66 eyes of 50 patients were included in this prospective, comparative, controlled study. 50 eyes randomly received 1:1 either IVA or IVR in eyes with treatment naive neovascular AMD. 16 fellow eyes without any treatment served as a control. Anterior chamber flare was measured with the Kowa FM-500 ® laser flare meter (Kowa Company, Ltd. Tokyo, Japan) at baseline (BSL), one day, one week and one month after treatment. Measurements were expressed in counts/millisecond (counts/ms).
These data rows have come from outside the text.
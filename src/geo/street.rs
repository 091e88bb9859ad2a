//! Street network data structures and GeoJSON parsing.

use super::GeoBoundingBox;
use crate::error::LoadError;
use geo_types::Coord;
use geojson::{Feature, Geometry, Value};

/// Ordered vertices of one connected line, x = longitude, y = latitude.
pub type Polyline = Vec<Coord<f64>>;

/// Property holding the street name in the road centerline data.
const NAME_PROPERTY: &str = "RDNAME";

/// Line geometry as it appears in the source data.
#[derive(Debug, Clone, PartialEq)]
pub enum StreetGeometry {
    /// A single line (GeoJSON `LineString`)
    Single(Polyline),
    /// Several disjoint lines (GeoJSON `MultiLineString`)
    Multi(Vec<Polyline>),
}

impl StreetGeometry {
    /// Converts a GeoJSON geometry. Non-line geometry types yield `None`.
    pub fn from_geometry(geometry: &Geometry) -> Option<Self> {
        match &geometry.value {
            Value::LineString(coords) => Some(Self::Single(to_polyline(coords))),
            Value::MultiLineString(lines) => Some(Self::Multi(
                lines.iter().map(|line| to_polyline(line)).collect(),
            )),
            _ => None,
        }
    }

    /// Normalizes into the uniform list-of-paths form.
    pub fn into_paths(self) -> Vec<Polyline> {
        match self {
            Self::Single(line) => vec![line],
            Self::Multi(lines) => lines,
        }
    }
}

/// A named street made of one or more polylines.
#[derive(Debug, Clone, PartialEq)]
pub struct StreetFeature {
    pub name: String,
    pub paths: Vec<Polyline>,
}

impl StreetFeature {
    pub fn new(name: impl Into<String>, geometry: StreetGeometry) -> Self {
        Self {
            name: name.into(),
            paths: geometry.into_paths(),
        }
    }

    /// Number of drawable segments (consecutive vertex pairs) across all paths.
    pub fn segment_count(&self) -> usize {
        self.paths
            .iter()
            .map(|path| path.len().saturating_sub(1))
            .sum()
    }

    /// Returns true if any vertex or segment of the street touches `bounds`.
    pub fn intersects(&self, bounds: &GeoBoundingBox) -> bool {
        self.paths.iter().any(|path| match path.as_slice() {
            [single] => bounds.contains(*single),
            _ => path
                .windows(2)
                .any(|pair| bounds.intersects_segment(pair[0], pair[1])),
        })
    }
}

/// Parses a GeoJSON document into streets.
///
/// Only `LineString` and `MultiLineString` features are kept; anything else,
/// including features that fail to decode, is skipped without error.
pub fn parse_streets(geojson_str: &str) -> Result<Vec<StreetFeature>, LoadError> {
    let document: serde_json::Value = serde_json::from_str(geojson_str)?;

    let kind = document
        .get("type")
        .and_then(|t| t.as_str())
        .unwrap_or("unknown")
        .to_string();

    let raw_features = match kind.as_str() {
        "FeatureCollection" => match document {
            serde_json::Value::Object(mut object) => match object.remove("features") {
                Some(serde_json::Value::Array(features)) => features,
                _ => return Err(LoadError::NotAFeatureCollection(kind)),
            },
            _ => return Err(LoadError::NotAFeatureCollection(kind)),
        },
        "Feature" => vec![document],
        _ => return Err(LoadError::NotAFeatureCollection(kind)),
    };

    let total = raw_features.len();
    let streets: Vec<StreetFeature> = raw_features
        .into_iter()
        .enumerate()
        .filter_map(|(idx, value)| match Feature::from_json_value(value) {
            Ok(feature) => convert_feature(&feature),
            Err(e) => {
                log::debug!("Skipping malformed feature #{}: {}", idx, e);
                None
            }
        })
        .collect();

    if streets.len() < total {
        log::debug!(
            "Skipped {} of {} features without line geometry",
            total - streets.len(),
            total
        );
    }

    Ok(streets)
}

/// Keeps only streets that intersect `bounds`.
pub fn crop_to_bounds(streets: Vec<StreetFeature>, bounds: &GeoBoundingBox) -> Vec<StreetFeature> {
    streets
        .into_iter()
        .filter(|street| street.intersects(bounds))
        .collect()
}

fn convert_feature(feature: &Feature) -> Option<StreetFeature> {
    let name = feature
        .properties
        .as_ref()
        .and_then(|p| p.get(NAME_PROPERTY))
        .and_then(|v| v.as_str())
        .unwrap_or_default();

    feature
        .geometry
        .as_ref()
        .and_then(StreetGeometry::from_geometry)
        .map(|geometry| StreetFeature::new(name, geometry))
}

fn to_polyline(positions: &[Vec<f64>]) -> Polyline {
    positions
        .iter()
        .filter_map(|p| match p.as_slice() {
            [x, y, ..] => Some(Coord { x: *x, y: *y }),
            _ => None,
        })
        .collect()
}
19 men and 31 women (mean age: 77.2±12.1 years) were included. The flare value at baseline was 9.7±6.6 counts/ms in the IVA group (n=25), 8.5±4.2 counts/ms in the IVR (n=25) and 7.4±3.0 counts/ms in the control group. No statistically significant differences were observed (IVA vs. IVR p=0.45; IVA vs. control p=0.20; IVR vs. control p=0.36). At one month, the anterior chamber flare was 9.0±4.5 counts/ms in the IVA group (BSL vs. 1month: p=0.85), 8.9±6.6 counts/ms in the IVR group (BSL vs. 1month: p=0.89) and 7.7±3.8 counts/ms in the control group (BSL vs. 1month: p=0.86).
Intravitreal injection of aflibercept or ranibizumab in neovascular AMD causes no statistically significant ocular inflammatory reaction.